RAPID INFERENCE OF ANTIBIOTIC RESISTANCE AND SUSCEPTIBILITY BY GENOMIC NEIGHBOR TYPING
Surveillance of drug-resistant bacteria is essential for healthcare providers to deliver effective empiric antibiotic therapy. However, traditional molecular epidemiology does not typically occur on a timescale that could impact patient treatment and outcomes.
We developed a method called ‘genomic neighbor typing’ for inferring the phenotype of a bacterial sample by identifying its closest relatives in a database of genomes with metadata. We implemented this with rapid k-mer matching, which can be used on Oxford Nanopore MinION data and run in real time. We adopted the method for pneumococcus using a database of 616 genomes from a carriage study in Massachusetts children and five antibiotics. Finally, we evaluated the method using isolates and metagenomes from geographically distinct regions.

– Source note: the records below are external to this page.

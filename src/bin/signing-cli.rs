use base64::{engine::general_purpose::STANDARD, Engine as _};
use clap::{Parser, Subcommand};
use ed25519_dalek::SigningKey;
use rand::rngs::OsRng;
use std::path::PathBuf;
use std::process::ExitCode;

use settlement_proxy::keys::StaticKeys;
use settlement_proxy::signing::identity::{decode_signing_key, decode_verifying_key};
use settlement_proxy::signing::{
    issue_token, signing_string, unix_now, SignatureHeader, SignatureMode, Signer, SigningIdentity,
    Verification, VerificationPolicy, Verifier,
};

#[derive(Parser)]
#[command(name = "signing-cli")]
#[command(about = "Key and signature tooling for the settlement proxy", long_about = None)]
struct Cli {
    #[command(subcommand)]
    command: Commands,
}

#[derive(Subcommand)]
enum Commands {
    /// Generate a new Ed25519 key pair
    Keygen,
    /// Print the Authorization header for a body
    Sign {
        #[arg(long)]
        subscriber_id: String,
        #[arg(long)]
        key_id: String,
        /// Base64 private key (32-byte seed or 64-byte keypair)
        #[arg(long, env = "SIGNING_PRIVATE_KEY", hide_env_values = true)]
        private_key: String,
        /// File holding the exact body bytes
        #[arg(long)]
        body: PathBuf,
        /// Epoch seconds; defaults to now
        #[arg(long)]
        created: Option<u64>,
    },
    /// Check an Authorization header against a body and public key
    Verify {
        #[arg(long)]
        header: String,
        #[arg(long)]
        body: PathBuf,
        /// Base64 public key of the signer
        #[arg(long)]
        public_key: String,
        /// Also enforce the created/expires window against the current time
        #[arg(long)]
        enforce_window: bool,
    },
    /// Print the hex x-signature token for an internal caller
    CallerToken {
        #[arg(long)]
        subscriber_id: String,
        #[arg(long)]
        subscriber_uri: String,
        #[arg(long, env = "CALLER_PRIVATE_KEY", hide_env_values = true)]
        private_key: String,
    },
    /// Print the canonical signing string for a body
    SigningString {
        #[arg(long)]
        body: PathBuf,
        #[arg(long)]
        created: u64,
        #[arg(long)]
        expires: u64,
    },
}

#[tokio::main]
async fn main() -> ExitCode {
    let cli = Cli::parse();
    match run(cli.command).await {
        Ok(true) => ExitCode::SUCCESS,
        Ok(false) => ExitCode::FAILURE,
        Err(e) => {
            eprintln!("Error: {}", e);
            ExitCode::FAILURE
        }
    }
}

async fn run(command: Commands) -> Result<bool, Box<dyn std::error::Error>> {
    match command {
        Commands::Keygen => {
            let key = SigningKey::generate(&mut OsRng);
            println!("private_key (seed):    {}", STANDARD.encode(key.to_bytes()));
            println!("private_key (keypair): {}", STANDARD.encode(key.to_keypair_bytes()));
            println!("public_key:            {}", STANDARD.encode(key.verifying_key().to_bytes()));
        }
        Commands::Sign { subscriber_id, key_id, private_key, body, created } => {
            let identity = SigningIdentity::from_base64(subscriber_id, key_id, &private_key)?;
            let body = std::fs::read(body)?;
            let header = Signer::new(identity)
                .authorization(&body, created.unwrap_or_else(unix_now), SignatureMode::Valid)
                .ok_or("signer produced no header")?;
            println!("{}", header);
        }
        Commands::Verify { header, body, public_key, enforce_window } => {
            let parsed = SignatureHeader::parse(&header).ok_or("header does not parse")?;
            let key = decode_verifying_key(&public_key)?;
            let body = std::fs::read(body)?;

            let resolver = StaticKeys::default().with(
                &parsed.key_id.subscriber_id,
                &parsed.key_id.unique_key_id,
                key,
            );
            let policy = VerificationPolicy {
                enforce_window,
                ..Default::default()
            };
            match Verifier::new(std::sync::Arc::new(resolver), policy)
                .verify(&parsed, &body, unix_now())
                .await
            {
                Ok(Verification::Verified) | Ok(Verification::TrustedBypass) => {
                    println!("valid: {}", parsed.key_id);
                }
                Err(e) => {
                    println!("invalid: {}", e);
                    return Ok(false);
                }
            }
        }
        Commands::CallerToken { subscriber_id, subscriber_uri, private_key } => {
            let key = decode_signing_key(&private_key)?;
            println!("{}", issue_token(&key, &subscriber_id, &subscriber_uri));
        }
        Commands::SigningString { body, created, expires } => {
            let body = std::fs::read(body)?;
            println!("{}", signing_string(&body, created, expires));
        }
    }
    Ok(true)
}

We show that genomic neighbor typing can infer antibiotic resistance and susceptibility of S. pneumoniae isolates within five minutes of sequencing starting (sens/spec 91%/100%) and for clinical metagenomic sputum samples within four hours of sample collection (75%/100%). We also show how the method can be adopted for custom species and drugs.
Genomic neighbor typing has wide application to pathogen surveillance and may be used to greatly accelerate appropriate empirical antibiotic treatment.